Now the focus of this mass enthusiasm sits, in his
trademark green cords and brown jumper, in his office
in Cambridge, Massachusetts. Looking every inch the
mild-mannered academic he is, hemmed in by Everests
of books and papers, this small, patient, grey-haired
man doesn't look like a radical idol to millions, and
tends to get irritated when you point out that he is.
After all, one of the key themes of Noam Chomsky's political
life has been the importance of thinking for yourself,
questioning everything you are told, by whoever tells
you it; seeking the truth below the surface. Hero worship
has no place in Chomsky's universe.
But hero worship isn't the point. The point is that
Noam Chomsky, 74-year old Professor of Modern Language
and Linguistics at the Massachusetts Institute of Technology,
author of an uncountable number of books, activist for
over half a century, is one of the most important living
political thinkers, and the owner of what may be the
biggest brain in the West. Loathed by the establishment,
adored by dissidents, both to degrees which can be frightening,
Chomsky's views on politics, economics and society are
almost always crisp, informed by a refreshing egalitarian
morality, and hugely well-informed. Oh, and leagues
away from the mainstream of political debate; one reason,
perhaps, why the mainstream media he is so critical
of rarely lets us hear them.
A new International
So what does this seasoned dissident think about the
'anti-globalisation' movement; the tens of millions
across the world who are standing up against corporate
capitalism? A new hope, or a flash in the pan? Back
in February, Chomsky described the World Social Forum,
where 60,000 activists gathered to discuss alternatives
to the current system, as 'the first real promise of
a genuine International'. What did he mean?

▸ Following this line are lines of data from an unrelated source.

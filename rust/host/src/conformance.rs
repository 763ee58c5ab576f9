//! Black-box conformance checks for plug-in modules.
//!
//! The checks drive a module purely through its [`Entry`] surface and
//! compare what happens against what the contract promises, so they
//! work on any implementation, not just plug-ins built with
//! `baton_plugin`. Each check is behavioral; none inspects how the
//! module is put together.

use std::path::Path;
use std::sync::Arc;

use baton_protocol::descriptor::Descriptor;
use baton_protocol::extension::Capability;
use baton_protocol::{Entry, Host, HostInfo, ProtocolVersion};
use itertools::Itertools;
use serde::Serialize;


const UNKNOWN_PLUGIN_ID: &str = "baton.conformance.no-such-id";
const UNKNOWN_EXTENSION_ID: &str = "baton.conformance.unknown/0";

/// How one check ended.
#[derive(Debug, Clone, PartialEq, Eq, Serialize)]
pub enum Outcome {
    /// The module behaved as the contract promises.
    Pass,

    /// The module broke the contract, as described.
    Fail(String),
}

/// One named check and how it ended.
#[derive(Debug, Clone, PartialEq, Eq, Serialize)]
pub struct Check {
    /// The stable name of the check.
    pub name: &'static str,

    /// How the check ended.
    pub outcome: Outcome,
}

/// Every check of one validation run, in the order they ran.
#[derive(Debug, Clone, PartialEq, Eq, Serialize)]
pub struct Report {
    checks: Vec<Check>,
}

impl Report {
    /// Whether every check passed.
    #[must_use]
    pub fn passed(&self) -> bool {
        self.checks
            .iter()
            .all(|check| check.outcome == Outcome::Pass)
    }

    /// The checks, in the order they ran.
    #[must_use]
    pub fn checks(&self) -> &[Check] {
        &self.checks
    }

    /// The report as pretty-printed JSON, for logs and CI artifacts.
    ///
    /// # Errors
    ///
    /// Any [`serde_json::Error`] raised while serializing.
    pub fn to_json(&self) -> Result<String, serde_json::Error> {
        serde_json::to_string_pretty(self)
    }
}

/// Run every conformance check against `entry`.
///
/// Initializes the entry, runs the checks in a fixed order and closes
/// the entry again. The entry must not be open anywhere else while
/// validation runs; the checks assume they own its module state.
#[must_use]
pub fn validate_entry(entry: &dyn Entry, host: &Arc<dyn Host>, path: &Path) -> Report {
    entry.init(path);
    let descriptors = collect(entry, host.info());
    let checks = vec![
        check(
            "descriptor-enumeration",
            enumeration(entry, host.info(), &descriptors),
        ),
        check(
            "descriptor-stability",
            stability(entry, host.info(), &descriptors),
        ),
        check("descriptor-id-uniqueness", uniqueness(&descriptors)),
        check("create-unknown-id", unknown_id(entry, host)),
        check("create-known-ids", known_ids(entry, host, &descriptors)),
        check("version-gate", version_gate(entry, host, &descriptors)),
        check(
            "activation-round-trip",
            activation(entry, host, &descriptors),
        ),
        check(
            "unknown-extension",
            unknown_extension(entry, host, &descriptors),
        ),
    ];
    entry.deinit();
    Report { checks }
}

fn check(name: &'static str, result: Result<(), String>) -> Check {
    Check {
        name,
        outcome: match result {
            Ok(()) => Outcome::Pass,
            Err(reason) => Outcome::Fail(reason),
        },
    }
}

fn collect(entry: &dyn Entry, host: &HostInfo) -> Vec<Option<Descriptor>> {
    (0..entry.plugin_count())
        .map(|index| entry.plugin_descriptor(host, index))
        .collect()
}

fn enumeration(
    entry: &dyn Entry,
    host: &HostInfo,
    descriptors: &[Option<Descriptor>],
) -> Result<(), String> {
    if descriptors.is_empty() {
        return Err("the module exposes no plug-ins".to_owned());
    }
    for (index, slot) in descriptors.iter().enumerate() {
        let Some(descriptor) = slot else {
            return Err(format!(
                "no descriptor came back for index {index}, below the published count"
            ));
        };
        if descriptor.id.is_empty() {
            return Err(format!("the descriptor at index {index} carries an empty id"));
        }
    }
    if entry.plugin_descriptor(host, descriptors.len()).is_some() {
        return Err(format!(
            "a descriptor came back for index {}, at the published count",
            descriptors.len()
        ));
    }
    Ok(())
}

fn stability(
    entry: &dyn Entry,
    host: &HostInfo,
    descriptors: &[Option<Descriptor>],
) -> Result<(), String> {
    if collect(entry, host) == descriptors {
        Ok(())
    } else {
        Err("repeating the enumeration changed the descriptors".to_owned())
    }
}

fn uniqueness(descriptors: &[Option<Descriptor>]) -> Result<(), String> {
    let duplicated = descriptors
        .iter()
        .flatten()
        .map(|descriptor| descriptor.id.as_str())
        .duplicates()
        .join(", ");
    if duplicated.is_empty() {
        Ok(())
    } else {
        Err(format!(
            "descriptor ids are claimed more than once: {duplicated}"
        ))
    }
}

fn unknown_id(entry: &dyn Entry, host: &Arc<dyn Host>) -> Result<(), String> {
    if entry
        .create_plugin(Arc::clone(host), UNKNOWN_PLUGIN_ID)
        .is_some()
    {
        Err(format!(
            "the unknown id {UNKNOWN_PLUGIN_ID:?} created a plug-in"
        ))
    } else {
        Ok(())
    }
}

fn known_ids(
    entry: &dyn Entry,
    host: &Arc<dyn Host>,
    descriptors: &[Option<Descriptor>],
) -> Result<(), String> {
    // Vacuously true for an empty module; the enumeration check already
    // reports that case.
    for descriptor in descriptors.iter().flatten() {
        let Some(plugin) = entry.create_plugin(Arc::clone(host), &descriptor.id) else {
            return Err(format!(
                "the listed id {:?} did not create a plug-in",
                descriptor.id
            ));
        };
        let created = plugin.descriptor().id.to_owned();
        if created != descriptor.id {
            return Err(format!(
                "creating {:?} produced a plug-in describing itself as {created:?}",
                descriptor.id
            ));
        }
    }
    Ok(())
}

struct MismatchedHost {
    info: HostInfo,
}

impl Host for MismatchedHost {
    fn info(&self) -> &HostInfo {
        &self.info
    }

    fn extension(&self, _id: &str) -> Option<Capability<'_>> {
        None
    }
}

fn version_gate(
    entry: &dyn Entry,
    host: &Arc<dyn Host>,
    descriptors: &[Option<Descriptor>],
) -> Result<(), String> {
    let mut info = host.info().clone();
    info.protocol_version = ProtocolVersion::new(info.protocol_version.get().wrapping_add(1));
    let mismatched: Arc<dyn Host> = Arc::new(MismatchedHost { info });
    for descriptor in descriptors.iter().flatten() {
        if entry
            .create_plugin(Arc::clone(&mismatched), &descriptor.id)
            .is_some()
        {
            return Err(format!(
                "{:?} was created for a host with a mismatched protocol version",
                descriptor.id
            ));
        }
    }
    Ok(())
}

fn activation(
    entry: &dyn Entry,
    host: &Arc<dyn Host>,
    descriptors: &[Option<Descriptor>],
) -> Result<(), String> {
    let Some(descriptor) = descriptors.iter().flatten().next() else {
        return Ok(());
    };
    let Some(mut plugin) = entry.create_plugin(Arc::clone(host), &descriptor.id) else {
        return Err(format!(
            "the listed id {:?} did not create a plug-in",
            descriptor.id
        ));
    };
    for attempt in 1..=2 {
        if plugin.activate(48_000.0).is_err() {
            return Err(format!(
                "{:?} declined activation attempt {attempt} at 48 kHz",
                descriptor.id
            ));
        }
        plugin.deactivate();
    }
    Ok(())
}

fn unknown_extension(
    entry: &dyn Entry,
    host: &Arc<dyn Host>,
    descriptors: &[Option<Descriptor>],
) -> Result<(), String> {
    for descriptor in descriptors.iter().flatten() {
        let Some(plugin) = entry.create_plugin(Arc::clone(host), &descriptor.id) else {
            return Err(format!(
                "the listed id {:?} did not create a plug-in",
                descriptor.id
            ));
        };
        if plugin.extension(UNKNOWN_EXTENSION_ID).is_some() {
            return Err(format!(
                "{:?} answered the unknown extension id {UNKNOWN_EXTENSION_ID:?}",
                descriptor.id
            ));
        }
    }
    Ok(())
}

He meant, he explains, by way of a history lesson,
that today's movement is more promising in terms of
furthering the interests of real people (rather than
political ideologues) than any of the old 'Workers Internationals'
- the global gatherings of the left which helped lay
the foundations for twentieth century socialism. 'The
primary theme of the left and the workers movements,
from their modern origins,' he says, 'has been globalisation.
That's why every union is called an international
the First International [held in London in 1864] was
promising, but it was narrow. It was primarily European
workers
furthermore it was killed, mainly by
Marx, because it was getting out of hand - it was getting
too democratic, starting to respond to the wishes of
a majority of the participants, and Marx didn't like
that. The Second International [which began in 1889
in Paris] was very broad, and social democratic - but
it was still European, and it was killed by the Second
World War. The Third [in Moscow, from the 1930] was
just an outlet for Bolshevik propaganda, and the Fourth
International was Trotskyite - so there's never been
anything that's realised the initial hopes.'
And does today's movement do that? 'Well, this one
is different. For one thing it originated in the South
- there's a reason why the World Social Forum is in
Porto Alegre and not in London. This movement originated
in the South, but then it developed a level of international
solidarity which is quite new. Still Southern-based,
but bringing in significant sectors of more developed
societies, so it has an international scale that none
of the 'Internationals' ever had. It's also much broader
- it's not a working men's association, it has participants
from all parts of life, with different interests but
common aspirations
and it's growing. And it's
serious. There has never been an international movement
of peoples' organisations with anything remotely like
the geographical scale, the diversity and participation,
the range of interests and concerns
there has
never been anything like this. It's a genuine peoples
movement.'
I wonder, then, why nobody over here in the West seems
to have noticed it? 'The elite world knows nothing about
it,' says Chomsky simply, as if it were the most obvious
point in the world, which to him it probably is. 'The
extent to which they don't know about it is quite dramatic.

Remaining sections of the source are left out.